Does The Lab Replace internal teams?
Never.
In fact, internal teams provide roughly 2/3 of our new client introductions. The Lab works side-by-side with existing teams to increase the improvements and benefits they deliver.
Does The Lab work mostly with novice teams?
No, not at all.
A recent project included a ten person, all-black-belt client team. Two members were master black belts and half of the team were registered professional engineers.
Why would an internal team involve The Lab in their company's improvement efforts?
Simple: More hard dollar benefits.
The Lab rapidly delivers improvements and benefits that the teams would not otherwise identify. Without templates, large scale, activity-based improvement is simply impractical for internal teams – too slow, costly and labor intensive.
How do you map business processes; what methodologies does The Lab use?
Any and all that work.
The Lab’s improvement templates incorporate numerous proven methodologies: Six Sigma, Continuous Improvement, Lean Six Sigma, Voice of the Customer, Benchmarking, Best Practices, Business Process Mapping, Value Stream Mapping, Workflow Analysis and others.

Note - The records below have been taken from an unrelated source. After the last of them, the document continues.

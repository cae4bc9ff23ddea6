//! Length-constrained extractive summarization.
//!
//! `precis` shortens a text by asking an extractive [`SummaryEngine`] for
//! summaries of different sentence counts until the result fits a target:
//!
//! - **percentage mode** walks the sentence count from an estimate until the
//!   summary is at most a given fraction of the original length
//!   (see [`search`]);
//! - **sentences mode** asks the engine once for a literal sentence count.
//!
//! On top of that core sits an event-driven agent ([`TextSummaryAgent`])
//! that reads options, interpolates them against each incoming JSON event,
//! and emits a new event carrying the summary.
//!
//! # Getting started
//!
//! ```
//! use precis::{LexRankEngine, Summarizer};
//!
//! let text = "Rust guarantees memory safety. The borrow checker gives Rust memory safety. \
//!             Cats sleep for most of the day. Ownership lets Rust keep memory safety.";
//!
//! let summarizer = Summarizer::new(LexRankEngine::default());
//! let summary = summarizer.summarize(text, "percentage", "0.5", "0.2").unwrap();
//! assert!(summary.chars().count() * 2 <= text.chars().count());
//! ```
//!
//! # Where to find things
//!
//! - **Plug in a different summarizer:** implement
//!   [`SummaryEngine`](engine::SummaryEngine), or wrap a closure in
//!   [`FnEngine`](engine::FnEngine). The built-in engine is
//!   [`LexRankEngine`](engine::LexRankEngine).
//! - **Run the search directly:** [`search::search`] returns a
//!   [`SearchOutcome`](search::SearchOutcome) with the walk's direction and
//!   engine call count.
//! - **Configure an agent:** [`AgentOptions`](options::AgentOptions) holds the
//!   string options with their defaults; [`AgentOptions::schema`](options::AgentOptions::schema)
//!   describes them as JSON Schema.
//! - **Process events:** [`TextSummaryAgent::receive`](agent::TextSummaryAgent::receive)
//!   for sequential batches, [`agent::receive_concurrently`] for parallel
//!   ones. Observe progress with an [`EventHandler`](agent::EventHandler).
//!
//! # Modules
//!
//! | Module | Description |
//! |--------|-------------|
//! | [`engine`] | [`SummaryEngine`](engine::SummaryEngine) trait, closure adapter, LexRank engine |
//! | [`search`] | Percentage-constrained sentence-count search |
//! | [`dispatch`] | Mode parsing, [`SummaryRequest`](dispatch::SummaryRequest), [`Summarizer`] |
//! | [`options`] | Agent options, validation, schema, per-event resolution |
//! | [`agent`] | Events, interpolation, the agent, handlers, concurrent batches |
//! | [`text`] | Character lengths, derived sentence count, compression ratio |
//! | [`error`] | [`SummaryError`] |

pub mod agent;
pub mod dispatch;
pub mod engine;
pub mod error;
pub mod options;
pub mod prelude;
pub mod search;
pub mod text;

use schemars::JsonSchema;

pub use agent::{Event, TextSummaryAgent};
pub use dispatch::{LengthTarget, Mode, Summarizer, SummaryRequest};
pub use engine::{FnEngine, LexRankEngine, SummaryEngine};
pub use error::{Result, SummaryError};

/// Generate a JSON Schema `serde_json::Value` from a type that implements
/// `schemars::JsonSchema`.
///
/// ```
/// use precis::json_schema_for;
/// use precis::options::AgentOptions;
///
/// let schema = json_schema_for::<AgentOptions>();
/// assert_eq!(schema["type"], "object");
/// ```
pub fn json_schema_for<T: JsonSchema>() -> serde_json::Value {
    let schema = schemars::schema_for!(T);
    serde_json::to_value(schema)
        .unwrap_or_else(|_| serde_json::json!({"type": "object", "properties": {}}))
}
//! Concurrent batch processing.
//!
//! Summarization is synchronous and CPU-bound, so each event runs on tokio's
//! blocking pool. Events are independent; results are collected in input
//! order regardless of which finishes first.

use std::sync::Arc;

use futures::StreamExt;
use futures::stream;

use super::{Event, ReceiveReport, TextSummaryAgent};
use crate::engine::SummaryEngine;
use crate::error::SummaryError;

/// Receive a batch with up to `concurrency` events in flight at once.
///
/// Behaves like [`TextSummaryAgent::receive`]: failures are reported in the
/// returned report and the rest of the batch still runs.
pub async fn receive_concurrently<E>(
    agent: Arc<TextSummaryAgent<E>>,
    events: Vec<Event>,
    concurrency: usize,
) -> ReceiveReport
where
    E: SummaryEngine + 'static,
{
    agent.begin_batch(events.len());

    let results: Vec<_> = stream::iter(events.into_iter().enumerate())
        .map(|(index, event)| {
            let agent = Arc::clone(&agent);
            async move {
                let worker = Arc::clone(&agent);
                let result = match tokio::task::spawn_blocking(move || worker.handle(index, &event))
                    .await
                {
                    Ok(result) => result,
                    Err(e) => {
                        let error = SummaryError::Worker(e.to_string());
                        agent.record_failure(index, &error);
                        Err(error)
                    }
                };
                (index, result)
            }
        })
        .buffered(concurrency.max(1))
        .collect()
        .await;

    let report = ReceiveReport::from_results(results);
    agent.finish_batch(&report);
    report
}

How does The Lab’s approach differ from conventional Six Sigma?
Analytical scope.
Internal teams typically focus on a few large improvement issues: a business process, a technology, or an operational problem. The Lab comprehensively analyzes organizational capacity [i.e., labor] as defined by head count. Within this group, The Lab analyzes activity-level operations: business processes, transactions, etc. Individual projects range in size from 75 to more than 15,000 employees.

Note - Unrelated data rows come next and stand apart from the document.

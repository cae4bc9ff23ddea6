//! Lifecycle notifications from the [`TextSummaryAgent`](super::TextSummaryAgent).
//!
//! # Choosing an event handler
//!
//! | Handler | Use case |
//! |---------|----------|
//! | [`NoopHandler`] | Tests or fire-and-forget runs |
//! | [`LoggingHandler`] | Logging via `tracing` |
//! | [`FnEventHandler`] | Quick closures for simple callbacks |
//! | [`CompositeEventHandler`] | Compose multiple handlers in order |

use tracing::{debug, info, warn};

use super::Event;
use crate::dispatch::Mode;
use crate::error::SummaryError;

/// Things that happen while the agent processes a batch.
#[derive(Debug)]
pub enum AgentEvent<'a> {
    /// An incoming event is about to be processed.
    Received { index: usize, event: &'a Event },
    /// A summary was produced for the event at `index`.
    Summarized {
        index: usize,
        mode: Mode,
        input_chars: usize,
        output_chars: usize,
    },
    /// A new event was emitted.
    Emitted { index: usize, event: &'a Event },
    /// Processing the event at `index` failed; the batch continues.
    Failed {
        index: usize,
        error: &'a SummaryError,
    },
}

/// Observer for [`AgentEvent`]s. The default implementation ignores them.
pub trait EventHandler: Send + Sync {
    fn on_event(&self, event: &AgentEvent<'_>) {
        let _ = event;
    }
}

/// A handler that ignores everything.
pub struct NoopHandler;
impl EventHandler for NoopHandler {}

/// A handler backed by a closure.
///
/// ```
/// use precis::agent::{AgentEvent, FnEventHandler};
///
/// let handler = FnEventHandler::new(|event| {
///     if let AgentEvent::Failed { index, error } = event {
///         eprintln!("event {index} failed: {error}");
///     }
/// });
/// # let _ = handler;
/// ```
pub struct FnEventHandler<F>(F)
where
    F: Fn(&AgentEvent<'_>) + Send + Sync;

impl<F> FnEventHandler<F>
where
    F: Fn(&AgentEvent<'_>) + Send + Sync,
{
    pub fn new(f: F) -> Self {
        Self(f)
    }
}

impl<F> EventHandler for FnEventHandler<F>
where
    F: Fn(&AgentEvent<'_>) + Send + Sync,
{
    fn on_event(&self, event: &AgentEvent<'_>) {
        (self.0)(event)
    }
}

/// Dispatches every event to each inner handler, in registration order.
pub struct CompositeEventHandler {
    handlers: Vec<Box<dyn EventHandler>>,
}

impl CompositeEventHandler {
    pub fn new() -> Self {
        Self {
            handlers: Vec::new(),
        }
    }

    /// Add a handler to the chain.
    pub fn with(mut self, handler: impl EventHandler + 'static) -> Self {
        self.handlers.push(Box::new(handler));
        self
    }

    /// Conditionally add a handler to the chain.
    pub fn with_if(self, condition: bool, handler: impl EventHandler + 'static) -> Self {
        if condition { self.with(handler) } else { self }
    }
}

impl Default for CompositeEventHandler {
    fn default() -> Self {
        Self::new()
    }
}

impl EventHandler for CompositeEventHandler {
    fn on_event(&self, event: &AgentEvent<'_>) {
        for handler in &self.handlers {
            handler.on_event(event);
        }
    }
}

/// Logs agent events through `tracing`.
pub struct LoggingHandler;

impl EventHandler for LoggingHandler {
    fn on_event(&self, event: &AgentEvent<'_>) {
        match event {
            AgentEvent::Received { index, event } => {
                debug!("[event {index}] received ({} key(s))", event.payload.len());
            }
            AgentEvent::Summarized {
                index,
                mode,
                input_chars,
                output_chars,
            } => {
                let ratio = if *input_chars == 0 {
                    0.0
                } else {
                    *output_chars as f64 / *input_chars as f64
                };
                info!(
                    "[event {index}] {mode} summary: {output_chars}/{input_chars} chars ({:.1}%)",
                    ratio * 100.0
                );
            }
            AgentEvent::Emitted { index, event } => {
                debug!(
                    "[event {index}] emitted at {} ({} key(s))",
                    event.created_at.to_rfc3339(),
                    event.payload.len()
                );
            }
            AgentEvent::Failed { index, error } => {
                warn!("[event {index}] failed: {error}");
            }
        }
    }
}
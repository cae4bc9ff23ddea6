//! Error type shared by every layer of the crate.
//!
//! Configuration problems are caught before any event is processed. Parse
//! and engine failures surface per invocation and are never retried; the
//! caller decides whether to record them and move on.

use thiserror::Error;

/// Convenience alias used throughout the crate.
pub type Result<T, E = SummaryError> = std::result::Result<T, E>;

#[derive(Debug, Error)]
pub enum SummaryError {
    /// One or more required options are missing or the options document
    /// does not match the schema. Each entry is a human-readable message.
    #[error("invalid configuration: {}", .0.join("; "))]
    Configuration(Vec<String>),

    /// An option could not be parsed as the type its mode requires.
    #[error("invalid {field} '{value}': {reason}")]
    InvalidOption {
        field: &'static str,
        value: String,
        reason: String,
    },

    /// The source text is empty, so no compression ratio exists.
    #[error("cannot summarize empty text")]
    EmptyText,

    /// An incoming event is well-formed JSON but not a payload object.
    #[error("invalid event: {0}")]
    InvalidEvent(String),

    /// The summarization engine could not process the document.
    #[error("engine failure: {0}")]
    Engine(String),

    #[error("I/O error: {0}")]
    Io(#[from] std::io::Error),

    #[error("JSON error: {0}")]
    Json(#[from] serde_json::Error),

    /// A blocking worker panicked or was cancelled.
    #[error("worker failed: {0}")]
    Worker(String),
}

impl SummaryError {
    pub(crate) fn invalid(
        field: &'static str,
        value: impl Into<String>,
        reason: impl Into<String>,
    ) -> Self {
        Self::InvalidOption {
            field,
            value: value.into(),
            reason: reason.into(),
        }
    }

    /// Whether this error was raised while validating configuration rather
    /// than while processing a particular input.
    pub fn is_configuration(&self) -> bool {
        matches!(self, Self::Configuration(_))
    }
}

How is project scope defined?
Options are numerous.
Most sponsors select an organization and focus on the processes within that group. Again, group size ranges from 75 to more than 25,000 employees.
How is the project cost determined?
The fee is based on the size and location(s) of the organization.
The Lab eliminates risk and uncertainty for clients by quoting a lump sum, guaranteed fixed price, which includes travel and all other project related expenses.
How much time does The Lab require from staff?
Very little.
The Lab’s approach is designed to require a minimum of our client’s time and to do so in brief increments – typically one hour per meeting commitment. The Lab maintains a frugal approach to consumption of client time in both phases of an improvement project.
How long does it take to achieve benefits?
Less than six months.
All Phase I (Analysis & Design) projects finish in eight weeks or less. When The Lab is involved in Phase II, we target the delivery of measurable benefits to begin approximately six to eight weeks after the start of implementation.
What types of benefits are typically targeted and delivered by The Lab?
A wide range of operational improvement benefits.
The Lab’s projects typically and simultaneously target a diverse group of operational improvement benefits such as improved customer service (internal and external), error reduction, reduced processing cycle times, overtime reduction and much more.
How does The Lab agree with clients on benefits identified, quantified and delivered?
All benefits are client prioritized and approved.
Clients review and accept all proposed benefits before they are counted as “delivered.” The Lab reviews findings and quantification methods at a detailed level with clients throughout each phase of the project.